Changes for first home buyers

This week the Victorian Government announced a raft of policy initiatives aimed at helping first home owners get into the market and improve housing affordability for buyers and renters. In short the announcements were:

• No stamp duty for first home buyers buying properties up to $600,000 (creating a potential saving of up to $15,000 over and above current first home buyer stamp duty savings)
• First home purchases between $600-$750K will get a concession on the stamp duty payable on a sliding scale
• A doubling of the First Home Owners Grant from $10K to $20K for new houses built in regional areas and valued up to $750,000
• A pilot program will give around 400 people the chance to co-purchase a dwelling with the government who will take an equity share of up to 25% in the property. To qualify the buyers will need to have a 5% deposit and in the case of a single person be earning no more than $75K pa or $95K in the case of couples. The government will cash out its share in the property when the property is sold.
• A new tax (1% of the property’s capital improved value) on owners who leave properties vacant aimed at increasing properties available in the rental market and discourage “land banking” (buying property and sitting on it waiting for the property value to increase without utilising the property further)
• The release of land for 100,000 new homes and the creation of 17 new suburbs in growth corridors

What we think:

I think that the grant for First Home Buyers in regional areas is a great initiative which works on a number of fronts. It helps people to be able to afford a home and encourages the movement of population away from (an overcrowded) Melbourne. A number of our clients have moved to regional Victoria for both lifestyle and affordability reasons and love their new lives. The grant will undoubtedly encourage more people to try it.

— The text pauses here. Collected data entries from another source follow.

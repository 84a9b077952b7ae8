// SPDX-License-Identifier: MIT
// © 2025–2026 Christopher Liu

//! Fixed-capacity single-producer / single-consumer byte ring.
//!
//! Works in `no_std` and does not allocate memory.
//!
//! Empty and full are told apart by keeping one slot free: `read == write` is empty and
//! `write + 1 == read` (mod `N`) is full, so an `N`-byte ring holds at most `N - 1` bytes. There is
//! no sentinel value; `0x00` is an ordinary byte.
//!
//! Each cursor has exactly one writer. The [`Producer`] owns the write cursor and only reads the
//! read cursor; the [`Consumer`] does the opposite. Cursors are word-sized atomics, so the
//! cross-context read cannot tear and needs no critical section.

use core::cell::UnsafeCell;
use core::sync::atomic::{AtomicUsize, Ordering};

/// Backing storage and cursors. Split it once into a [`Producer`] and a [`Consumer`].
pub struct ByteQueue<const N: usize> {
    buf: UnsafeCell<[u8; N]>,
    /// Next slot to read. Written only by the consumer.
    read: AtomicUsize,
    /// Next slot to write. Written only by the producer.
    write: AtomicUsize,
}

// Slots are handed between the two halves through the acquire/release cursor protocol; a slot is
// never accessed by both sides at once.
unsafe impl<const N: usize> Sync for ByteQueue<N> {}

impl<const N: usize> ByteQueue<N> {
    const MASK: usize = N - 1;
    const VALID_CAPACITY: () = assert!(
        N >= 2 && N.is_power_of_two(),
        "queue size must be a power of two and at least 2"
    );

    pub const fn new() -> Self {
        #[allow(clippy::let_unit_value)]
        let () = Self::VALID_CAPACITY;
        Self {
            buf: UnsafeCell::new([0; N]),
            read: AtomicUsize::new(0),
            write: AtomicUsize::new(0),
        }
    }

    /// Number of bytes the queue can hold at once.
    #[inline]
    pub const fn capacity(&self) -> usize {
        N - 1
    }

    /// Bytes currently queued. A snapshot; the other side may move on immediately.
    #[inline]
    pub fn len(&self) -> usize {
        let write = self.write.load(Ordering::Acquire);
        let read = self.read.load(Ordering::Acquire);
        write.wrapping_sub(read) & Self::MASK
    }

    #[inline]
    pub fn is_empty(&self) -> bool {
        self.len() == 0
    }

    #[inline]
    pub fn is_full(&self) -> bool {
        self.len() == self.capacity()
    }

    /// Split into the two halves. Taking `&mut self` guarantees there is only ever one of each.
    pub fn split(&mut self) -> (Producer<'_, N>, Consumer<'_, N>) {
        let queue = &*self;
        (Producer { queue }, Consumer { queue })
    }

    #[inline]
    fn slot(&self, index: usize) -> *mut u8 {
        debug_assert!(index < N);
        // Points at a single element; never forms a reference to the whole array.
        unsafe { (self.buf.get() as *mut u8).add(index) }
    }
}

impl<const N: usize> Default for ByteQueue<N> {
    fn default() -> Self {
        Self::new()
    }
}

/// Write half. Owns the write cursor.
pub struct Producer<'a, const N: usize> {
    queue: &'a ByteQueue<N>,
}

impl<'a, const N: usize> Producer<'a, N> {
    /// Append `byte`. Returns `false` without touching the queue if it is full.
    pub fn enqueue(&mut self, byte: u8) -> bool {
        let write = self.queue.write.load(Ordering::Relaxed);
        let next = (write + 1) & ByteQueue::<N>::MASK;
        if next == self.queue.read.load(Ordering::Acquire) {
            return false;
        }

        // The consumer will not read this slot until the release store below publishes it.
        unsafe { self.queue.slot(write).write(byte) };
        self.queue.write.store(next, Ordering::Release);
        true
    }

    #[inline]
    pub fn is_full(&self) -> bool {
        self.queue.is_full()
    }

    #[inline]
    pub fn is_empty(&self) -> bool {
        self.queue.is_empty()
    }

    #[inline]
    pub fn len(&self) -> usize {
        self.queue.len()
    }
}

/// Read half. Owns the read cursor.
pub struct Consumer<'a, const N: usize> {
    queue: &'a ByteQueue<N>,
}

impl<'a, const N: usize> Consumer<'a, N> {
    /// Remove the oldest byte, if any.
    pub fn dequeue(&mut self) -> Option<u8> {
        let read = self.queue.read.load(Ordering::Relaxed);
        if read == self.queue.write.load(Ordering::Acquire) {
            return None;
        }

        // Published by the producer's release store; the producer will not reuse the slot until
        // the read cursor moves past it.
        let byte = unsafe { self.queue.slot(read).read() };
        self.queue
            .read
            .store((read + 1) & ByteQueue::<N>::MASK, Ordering::Release);
        Some(byte)
    }

    #[inline]
    pub fn is_empty(&self) -> bool {
        self.queue.is_empty()
    }

    #[inline]
    pub fn len(&self) -> usize {
        self.queue.len()
    }
}

#[cfg(test)]
mod tests {
    use super::*;

    #[test]
    fn reserves_one_slot() {
        let mut q = ByteQueue::<8>::new();
        assert_eq!(q.capacity(), 7);
        let (mut tx, _rx) = q.split();
        for b in 0..7 {
            assert!(tx.enqueue(b));
        }
        assert!(tx.is_full());
        assert!(!tx.enqueue(0xFF));
    }

    #[test]
    fn preserves_insertion_order() {
        let mut q = ByteQueue::<16>::new();
        let (mut tx, mut rx) = q.split();
        for b in b"hello" {
            assert!(tx.enqueue(*b));
        }
        let mut out = [0u8; 5];
        for slot in out.iter_mut() {
            *slot = rx.dequeue().unwrap();
        }
        assert_eq!(&out, b"hello");
        assert_eq!(rx.dequeue(), None);
        assert!(rx.is_empty());
    }

    #[test]
    fn rejection_leaves_queue_unchanged() {
        let mut q = ByteQueue::<4>::new();
        let (mut tx, mut rx) = q.split();
        assert!(tx.enqueue(1));
        assert!(tx.enqueue(2));
        assert!(tx.enqueue(3));

        let before = (q_cursors(&tx), tx.len());
        assert!(!tx.enqueue(4));
        assert!(!tx.enqueue(5));
        assert_eq!((q_cursors(&tx), tx.len()), before);

        assert_eq!(rx.dequeue(), Some(1));
        assert_eq!(rx.dequeue(), Some(2));
        assert_eq!(rx.dequeue(), Some(3));
        assert_eq!(rx.dequeue(), None);
    }

    fn q_cursors<const N: usize>(tx: &Producer<'_, N>) -> (usize, usize) {
        (
            tx.queue.read.load(Ordering::Relaxed),
            tx.queue.write.load(Ordering::Relaxed),
        )
    }

    #[test]
    fn zero_is_ordinary_data() {
        let mut q = ByteQueue::<4>::new();
        let (mut tx, mut rx) = q.split();
        assert!(tx.enqueue(0x00));
        assert!(tx.enqueue(0x00));
        assert_eq!(rx.len(), 2);
        assert_eq!(rx.dequeue(), Some(0x00));
        assert_eq!(rx.dequeue(), Some(0x00));
        assert_eq!(rx.dequeue(), None);
    }

    #[test]
    fn wraps_many_times() {
        let mut q = ByteQueue::<4>::new();
        let (mut tx, mut rx) = q.split();
        let mut expected = 0u8;
        for round in 0..100u32 {
            let n = (round % 3) as u8 + 1;
            for i in 0..n {
                assert!(tx.enqueue(expected.wrapping_add(i)));
            }
            for _ in 0..n {
                assert_eq!(rx.dequeue(), Some(expected));
                expected = expected.wrapping_add(1);
            }
            assert!(rx.is_empty());
        }
    }

    #[test]
    fn len_tracks_across_wrap() {
        let mut q = ByteQueue::<4>::new();
        let (mut tx, mut rx) = q.split();
        tx.enqueue(1);
        tx.enqueue(2);
        rx.dequeue();
        rx.dequeue();
        // both cursors at 2; fill across the end of the buffer
        tx.enqueue(3);
        tx.enqueue(4);
        tx.enqueue(5);
        assert_eq!(rx.len(), 3);
        assert!(tx.is_full());
    }
}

The co-purchase program is an interesting one but difficult to assess both because little detail on the program is available at present and because while a similar program is operational in Western Australia I can find no commentary on the success (or otherwise) of the program.

While many will think that the stamp duty savings for first home buyers is a great idea and will help first home buyers, I doubt this will have the desired impact. And I am not on my own in this thinking with a raft of commentary in the media predicting that the cut to stamp duty is likely to increase property prices further – hurting first home buyers rather than helping them.

The rationale is simple, cutting the stamp duty will attract more first home buyers into the market. This will increase competition for existing properties which will push prices up. And in an instant the benefit of abolishing stamp duty will go up in smoke.

The initiatives announced are an attempt to address both supply and demand sides of the equation and should help those looking to buy new homes on the fringes of Melbourne or in regional areas. Unfortunately, these announcements will do nothing to help first home buyers desperate to buy and live within 15km of the city.

But I am not sure there is much that can be done to make inner city property more affordable (cheaper) to buy and perhaps the only solutions for those that can’t afford to buy inner city is to either accept this reality and buy further out (and not stretch themselves beyond their means) OR rent inner city and buy an investment area somewhere they can afford (giving them “lifestyle” but also getting them into the property market and working towards securing their financial well being.